A serious drawback of the deep inferior epigastric perforator (DIEP) flap is an abdominal scar that is too high. Because the umbilicus should be incorporated into the flap territory, lowering the scar is very difficult. This report describes a new DIEP flap design where the flap is placed in the lowermost part of the abdomen, well below the umbilicus, similar to a mini-abdominoplasty.

METHODS

The low DIEP flap was used only for cases with moderately sized breasts and reliable perforators way below the umbilicus. The flap's lower border was on the pubic rim and the upper border was usually located 4 to 6 cm below the umbilicus. The donor defect could be closed primarily without umbilicus detachment.

RESULTS

From May of 2014 to October of 2014, 47 consecutive cases underwent breast reconstruction with DIEP or superficial inferior epigastric artery flaps. Of these, 27 underwent low DIEP or low superficial inferior epigastric artery flap surgery. All breast reconstructions were successful except for one case of flap failure. When compared with the conventional DIEP flap, the weight of the low DIEP flap was smaller, and venous congestion was more common in the low DIEP flap cases. The abdominal scar left by the low DIEP flap was close to the pubic rim and could be concealed by underwear.

CONCLUSIONS

The low DIEP flap is a new option for breast reconstruction that leaves a much more favorably located donor scar and umbilicus shape. However, planning with computed tomographic angiography is crucial to avoid venous insufficiency.

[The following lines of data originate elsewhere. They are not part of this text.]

/// Parse for statement (handles both traditional for and for-of)
fn parse_for_statement(parser: &mut Parser) -> Result<Statement, ParseError> {
    let start_span = parser.current_span();
    parser.expect(Token::For)?;
    parser.expect(Token::LeftParen)?;

    // Check if this is a for-of loop or traditional for loop
    // for (let/const pattern of iterable) { }
    // for (pattern of iterable) { }
    // for (init; test; update) { }

    if parser.check(&Token::Semicolon) {
        // for (; ...) - traditional for loop with no init
        parser.advance();
        return parse_traditional_for(parser, start_span, None);
    }

    if parser.check(&Token::Let) || parser.check(&Token::Const) {
        // Could be for-of or traditional for with variable declaration
        let kind = match parser.current() {
            Token::Let => VariableKind::Let,
            Token::Const => VariableKind::Const,
            _ => unreachable!(),
        };
        parser.advance();

        let pattern = super::pattern::parse_pattern(parser)?;

        // Check for 'of' keyword - this is a for-of loop
        if parser.check(&Token::Of) {
            parser.advance();
            let decl = VariableDecl {
                kind,
                pattern,
                type_annotation: None,
                initializer: None,
                span: start_span,
            };
            return parse_for_of(parser, start_span, ForOfLeft::VariableDecl(decl));
        }

        // Otherwise, this is a traditional for loop
        let type_annotation = if parser.check(&Token::Colon) {
            parser.advance();
            Some(super::types::parse_type_annotation(parser)?)
        } else {
            None
        };

        let initializer = if parser.check(&Token::Equal) {
            parser.advance();
            Some(super::expr::parse_expression(parser)?)
        } else {
            None
        };

        let span = pattern.span().clone();

        let decl = VariableDecl {
            kind,
            pattern,
            type_annotation,
            initializer,
            span,
        };

        parser.expect(Token::Semicolon)?;
        return parse_traditional_for(parser, start_span, Some(ForInit::VariableDecl(decl)));
    }

    // For traditional for loop with expression init OR for-of with existing variable
    // First, check if it's a simple identifier that could be for-of
    if let Token::Identifier(_) = parser.current() {
        // Parse pattern first to check for for-of
        let pattern = super::pattern::parse_pattern(parser)?;

        if parser.check(&Token::Of) {
            parser.advance();
            return parse_for_of(parser, start_span, ForOfLeft::Pattern(pattern));
        }

        // Not a for-of, so this pattern is part of an expression
        // Convert pattern back to expression and continue parsing the full expression
        let base_expr = pattern_to_expression(pattern)?;
        let expr = parse_expression_from_base(parser, base_expr)?;
        parser.expect(Token::Semicolon)?;
        return parse_traditional_for(parser, start_span, Some(ForInit::Expression(expr)));
    }

    // Traditional for loop with non-identifier expression init
    let expr = super::expr::parse_expression(parser)?;
    parser.expect(Token::Semicolon)?;
    parse_traditional_for(parser, start_span, Some(ForInit::Expression(expr)))
}

/// Convert a pattern to an expression (only works for simple identifier patterns)
fn pattern_to_expression(pattern: Pattern) -> Result<Expression, ParseError> {
    match pattern {
        Pattern::Identifier(id) => Ok(Expression::Identifier(id)),
        _ => {
            use super::ParseErrorKind;
            Err(ParseError {
                kind: ParseErrorKind::InvalidSyntax {
                    reason: "Cannot use destructuring pattern in for loop initializer expression".to_string(),
                },
                span: pattern.span().clone(),
                message: "Invalid for loop initializer".to_string(),
                suggestion: Some("Use a simple identifier or add a semicolon".to_string()),
            })
        }
    }
}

CLINICAL QUESTION/LEVEL OF EVIDENCE: Therapeutic, III.

摘要

背景

腹壁下深动脉穿支(DIEP)皮瓣的一个严重缺点是腹部瘢痕位置过高。由于脐部应包含在皮瓣范围内,降低瘢痕位置非常困难。本报告描述了一种新的DIEP皮瓣设计,即将皮瓣置于腹部最下方,远低于脐部,类似于迷你腹壁成形术。

方法

低位DIEP皮瓣仅用于乳房中等大小且有可靠的位于脐部下方穿支的病例。皮瓣下缘位于耻骨联合上缘,上缘通常位于脐部下方4至6厘米处。供区缺损可直接缝合而无需分离脐部。

结果

2014年5月至2014年10月,连续47例患者接受了DIEP或腹壁下浅动脉皮瓣乳房重建术。其中,27例接受了低位DIEP或低位腹壁下浅动脉皮瓣手术。除1例皮瓣失败外,所有乳房重建均成功。与传统DIEP皮瓣相比,低位DIEP皮瓣重量更小,低位DIEP皮瓣病例中静脉淤血更常见。低位DIEP皮瓣留下的腹部瘢痕靠近耻骨联合上缘,可被内衣遮盖。

结论

低位DIEP皮瓣是乳房重建的一种新选择,其供区瘢痕位置和脐部形态更理想。然而,通过计算机断层血管造影进行规划对于避免静脉功能不全至关重要。

临床问题/证据水平:治疗性,III级。